▸ **RECORDS FOR THIS EXERCISE**
------------------------------------------------------------

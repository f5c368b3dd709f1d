//! # Operator input handling
//!
//! Maps gamepad events onto the actions the control loop performs:
//!
//! | Input | Action |
//! |---|---|
//! | `+` | start recording |
//! | `-` | stop recording |
//! | Home | reset the pose to the start line and capture the gyro bias |
//! | L held | autodrive, released returns to manual |
//! | B | reset the vehicle state and apply the configuration file |
//! | A | save the configuration |
//! | X, Y held | fine and coarse menu steps |
//! | R | next display mode |
//! | D-pad | configuration menu |
//!
//! The configuration file is read by the input poller when B is pressed, so
//! the control loop only ever receives the result.

// ---------------------------------------------------------------------------
// IMPORTS
// ---------------------------------------------------------------------------

// External
use std::path::Path;

// Internal
use crate::config::DriverConfig;
use comms_if::input::{Button, DPad, InputEvent};

// ---------------------------------------------------------------------------
// ENUMERATIONS
// ---------------------------------------------------------------------------

/// Events delivered from the input poller to the control loop.
#[derive(Debug, Clone)]
pub enum OperatorEvent {
    /// An input event needing no preparation
    Input(InputEvent),

    /// Result of reading the configuration file after B was pressed
    ConfigLoaded(Result<DriverConfig, String>),
}

/// Something the control loop should do in response to the operator.
#[derive(Debug, Clone, PartialEq)]
pub enum OperatorAction {
    StartRecording,
    StopRecording,
    ResetPose,
    Engage,
    Disengage,

    /// Reset the vehicle state, applying the configuration if it was read
    ResetAndApplyConfig(Option<DriverConfig>),

    SaveConfig,
    Menu(DPad),
    Modifier { button: Button, held: bool },
    NextDisplayMode,
}

// ---------------------------------------------------------------------------
// PUBLIC FUNCTIONS
// ---------------------------------------------------------------------------

/// The action for an event, if any.
pub fn map_event(event: &OperatorEvent) -> Option<OperatorAction> {
    use OperatorAction::*;

    let input = match event {
        OperatorEvent::ConfigLoaded(Ok(c)) => return Some(ResetAndApplyConfig(Some(*c))),
        OperatorEvent::ConfigLoaded(Err(_)) => return Some(ResetAndApplyConfig(None)),
        OperatorEvent::Input(i) => i,
    };

    match input {
        InputEvent::DPad(d) => Some(Menu(*d)),
        InputEvent::ButtonPress(b) => match b {
            Button::Plus => Some(StartRecording),
            Button::Minus => Some(StopRecording),
            Button::Home => Some(ResetPose),
            Button::L => Some(Engage),
            Button::A => Some(SaveConfig),
            Button::R => Some(NextDisplayMode),
            Button::X | Button::Y => Some(Modifier {
                button: *b,
                held: true,
            }),
            // Turned into `ConfigLoaded` by the poller
            Button::B => None,
        },
        InputEvent::ButtonRelease(b) => match b {
            Button::L => Some(Disengage),
            Button::X | Button::Y => Some(Modifier {
                button: *b,
                held: false,
            }),
            _ => None,
        },
        InputEvent::Axis { .. } => None,
    }
}

/// Build the event for a B press by reading the configuration file.
///
/// This blocks on the disk and must not be called from the frame context.
pub fn load_config_event<P: AsRef<Path>>(path: P) -> OperatorEvent {
    OperatorEvent::ConfigLoaded(DriverConfig::load(path).map_err(|e| e.to_string()))
}

#[cfg(test)]
mod test {
    use super::*;

    fn press(b: Button) -> Option<OperatorAction> {
        map_event(&OperatorEvent::Input(InputEvent::ButtonPress(b)))
    }

    fn release(b: Button) -> Option<OperatorAction> {
        map_event(&OperatorEvent::Input(InputEvent::ButtonRelease(b)))
    }

    #[test]
    fn test_buttons() {
        assert_eq!(press(Button::Plus), Some(OperatorAction::StartRecording));
        assert_eq!(press(Button::Minus), Some(OperatorAction::StopRecording));
        assert_eq!(press(Button::Home), Some(OperatorAction::ResetPose));
        assert_eq!(press(Button::L), Some(OperatorAction::Engage));
        assert_eq!(release(Button::L), Some(OperatorAction::Disengage));
        assert_eq!(press(Button::A), Some(OperatorAction::SaveConfig));
        assert_eq!(press(Button::R), Some(OperatorAction::NextDisplayMode));
        assert_eq!(press(Button::B), None);
        assert_eq!(release(Button::Plus), None);

        assert_eq!(
            press(Button::Y),
            Some(OperatorAction::Modifier { button: Button::Y, held: true })
        );
        assert_eq!(
            release(Button::X),
            Some(OperatorAction::Modifier { button: Button::X, held: false })
        );
    }

    #[test]
    fn test_other_events() {
        assert_eq!(
            map_event(&OperatorEvent::Input(InputEvent::DPad(DPad::Left))),
            Some(OperatorAction::Menu(DPad::Left))
        );
        assert_eq!(
            map_event(&OperatorEvent::Input(InputEvent::Axis { axis: 1, value: 100 })),
            None
        );
    }

    #[test]
    fn test_config_load() {
        let dir = tempfile::tempdir().unwrap();
        let path = dir.path().join("driverconf.toml");
        std::fs::write(&path, "max_speed = 120\n").unwrap();

        let mut expected = DriverConfig::default();
        expected.max_speed = 120;
        assert_eq!(
            map_event(&load_config_event(&path)),
            Some(OperatorAction::ResetAndApplyConfig(Some(expected)))
        );

        assert_eq!(
            map_event(&load_config_event(dir.path().join("missing.toml"))),
            Some(OperatorAction::ResetAndApplyConfig(None))
        );
    }
}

------------------------------------------------------------

▸ **TASK**
If a line in the records above contains the word "NextDisplayMode", copy it.

▸ **RESPONSE TO THE TASK**
    NextDisplayMode,
            Button::R => Some(NextDisplayMode),
        assert_eq!(press(Button::R), Some(OperatorAction::NextDisplayMode));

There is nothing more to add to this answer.